From the contrariety of some of the Naturall Faculties of the Mind, one to another, as also of one Passion to another, and from their reference to Conversation, there has been an argument taken, to inferre an impossibility that any one man should be sufficiently disposed to all sorts of Civill duty. The Severity of Judgment, they say, makes men Censorious, and unapt to pardon the Errours and Infirmities of other men: and on the other side, Celerity of Fancy, makes the thoughts lesse steddy than is necessary, to discern exactly between Right and Wrong. Again, in all Deliberations, and in all Pleadings, the faculty of solid Reasoning, is necessary: for without it, the Resolutions of men are rash, and their Sentences unjust: and yet if there be not powerfull Eloquence, which procureth attention and Consent, the effect of Reason will be little. But these are contrary Faculties; the former being grounded upon principles of Truth; the other upon Opinions already received, true, or false; and upon the Passions and Interests of men, which are different, and mutable.

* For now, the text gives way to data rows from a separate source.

//! Measurement pipeline: an ordered list of stages wrapped around one
//! terminal measurement, followed by spectrum post-processing.

mod context;
mod frequency;
mod output;
mod pointing;
mod postprocess;
mod stages;

use std::io;
use std::path::Path;
use std::sync::atomic::{AtomicBool, Ordering};
use std::sync::Arc;
use std::time::Duration;

use thiserror::Error;

pub use context::{MeasurementKind, ObservationContext};
pub use frequency::{standard_tables, BandTable, Frequency, FrequencyPlan};
pub use output::{spectrum_file_name, MeasurementSeries, ObservationRecord};
pub use pointing::PointingOnly;
pub use postprocess::{PostPipeline, PostPipelineBuilder, PostStage};
pub use stages::Stage;

use crate::angle::AzEl;
use crate::mount::{MountController, MountError};
use crate::tracker::{Tracker, TrackingError};

#[derive(Debug, Error)]
pub enum ObservationError {
    #[error("observation aborted")]
    Aborting,
    #[error(transparent)]
    Tracking(#[from] TrackingError),
    #[error(transparent)]
    Mount(#[from] MountError),
    #[error("measurement failed: {0}")]
    Measurement(String),
    #[error("invalid pipeline: {0}")]
    InvalidPipeline(String),
    #[error("output error: {0}")]
    Io(#[from] io::Error),
    #[error("serialization error: {0}")]
    Serialize(#[from] serde_json::Error),
}

/// Receiver front-end switches.
pub trait Frontend: Send + Sync {
    fn set_lna(&self, on: bool) -> Result<(), MountError>;
    fn set_noise_diode(&self, on: bool) -> Result<(), MountError>;
}

impl Frontend for MountController {
    fn set_lna(&self, on: bool) -> Result<(), MountError> {
        MountController::set_lna(self, on)
    }

    fn set_noise_diode(&self, on: bool) -> Result<(), MountError> {
        MountController::set_noise_diode(self, on)
    }
}

/// What beam switching needs from the tracker.
pub trait Pointing: Send {
    fn offset(&self) -> AzEl;
    fn set_offset(&mut self, offset: AzEl);
    fn stop(&mut self) -> Result<(), TrackingError>;
    fn start(&mut self) -> Result<(), TrackingError>;
    fn reach_target(&self, timeout: Option<Duration>) -> Result<(), TrackingError>;
}

impl Pointing for Tracker {
    fn offset(&self) -> AzEl {
        Tracker::offset(self)
    }

    fn set_offset(&mut self, offset: AzEl) {
        Tracker::set_offset(self, offset)
    }

    fn stop(&mut self) -> Result<(), TrackingError> {
        Tracker::stop(self)
    }

    fn start(&mut self) -> Result<(), TrackingError> {
        Tracker::start(self)
    }

    fn reach_target(&self, timeout: Option<Duration>) -> Result<(), TrackingError> {
        Tracker::reach_target(self, timeout)
    }
}

/// A receiver measurement. The signal processing lives behind this trait.
pub trait Measurement {
    fn measure(&mut self) -> Result<(), ObservationError>;
    fn spectrum(&mut self) -> Result<Box<dyn Spectrum>, ObservationError>;
}

/// Creates the measurement the context asks for.
pub trait MeasurementFactory: Send {
    fn create(&mut self, ctx: &ObservationContext) -> Result<Box<dyn Measurement>, ObservationError>;
}

pub trait Spectrum {
    fn remove_rfi(&mut self);
    fn decimate_channels(&mut self, channels: usize);
    fn shift_to_vlsr_frame(&mut self);
    fn observation_frequency_hz(&self) -> f64;
    fn total_power(&self) -> f64;
    /// Beam offset the spectrum was taken at.
    fn offset(&self) -> AzEl;
    /// Pose of the target when the spectrum was taken.
    fn position(&self) -> AzEl;
    fn diode_on(&self) -> bool;
    fn save_txt(&self, path: &Path) -> Result<(), ObservationError>;
}

/// Long term spectrum storage.
pub trait Archive: Send + Sync {
    fn upload(&self, name: &str, spectrum: &dyn Spectrum) -> Result<(), ObservationError>;
}

/// Everything the stages act on besides the context.
pub struct Instruments<'a> {
    pub frontend: &'a dyn Frontend,
    pub pointing: &'a mut dyn Pointing,
    pub factory: &'a mut dyn MeasurementFactory,
}

/// Cancels the pipeline at its next measurement.
#[derive(Clone, Default)]
pub struct ObservationAbort(Arc<AtomicBool>);

impl ObservationAbort {
    pub fn new() -> Self {
        Self::default()
    }

    pub fn abort(&self) {
        self.0.store(true, Ordering::SeqCst);
    }

    /// Drops a request that arrived while no pipeline was running.
    pub fn clear(&self) {
        self.0.store(false, Ordering::SeqCst);
    }

    fn take(&self) -> bool {
        self.0.swap(false, Ordering::SeqCst)
    }
}

pub struct ObservationPipeline {
    stages: Vec<Stage>,
    post: PostPipeline,
    abort: ObservationAbort,
}

impl ObservationPipeline {
    pub fn new(stages: Vec<Stage>, post: PostPipeline) -> Self {
        Self {
            stages,
            post,
            abort: ObservationAbort::new(),
        }
    }

    /// Shares an abort flag that outlives this pipeline.
    pub fn with_abort(mut self, abort: ObservationAbort) -> Self {
        self.abort = abort;
        self
    }

    pub fn stages(&self) -> &[Stage] {
        &self.stages
    }

    pub fn abort_handle(&self) -> ObservationAbort {
        self.abort.clone()
    }

    /// Runs every stage around the measurement. Front-end switches and the
    /// context are restored on the way out whether or not a stage failed.
    pub fn execute(
        &self,
        ctx: &mut ObservationContext,
        instruments: &mut Instruments<'_>,
    ) -> Result<(), ObservationError> {
        stages::run(self, 0, ctx, instruments)
    }

    fn measure(
        &self,
        ctx: &ObservationContext,
        instruments: &mut Instruments<'_>,
    ) -> Result<(), ObservationError> {
        if self.abort.take() {
            return Err(ObservationError::Aborting);
        }
        log::info!(
            "Observing {} on {:.3} MHz (band {})...",
            ctx.target_name(),
            ctx.frequency_hz * 1e-6,
            ctx.band
        );
        let mut measurement = instruments.factory.create(ctx)?;
        measurement.measure()?;
        let mut spectrum = measurement.spectrum()?;
        self.post.run(spectrum.as_mut(), ctx)
    }
}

And amongst the Passions, Courage, (by which I mean the Contempt of Wounds, and violent Death) enclineth men to private Revenges, and sometimes to endeavour the unsetling of the Publique Peace; And Timorousnesse, many times disposeth to the desertion of the Publique Defence. Both these they say cannot stand together in the same person.
And to consider the contrariety of mens Opinions, and Manners in generall, It is they say, impossible to entertain a constant Civill Amity with all those, with whom the Businesse of the world constrains us to converse: Which Businesse consisteth almost in nothing else but a perpetuall contention for Honor, Riches, and Authority.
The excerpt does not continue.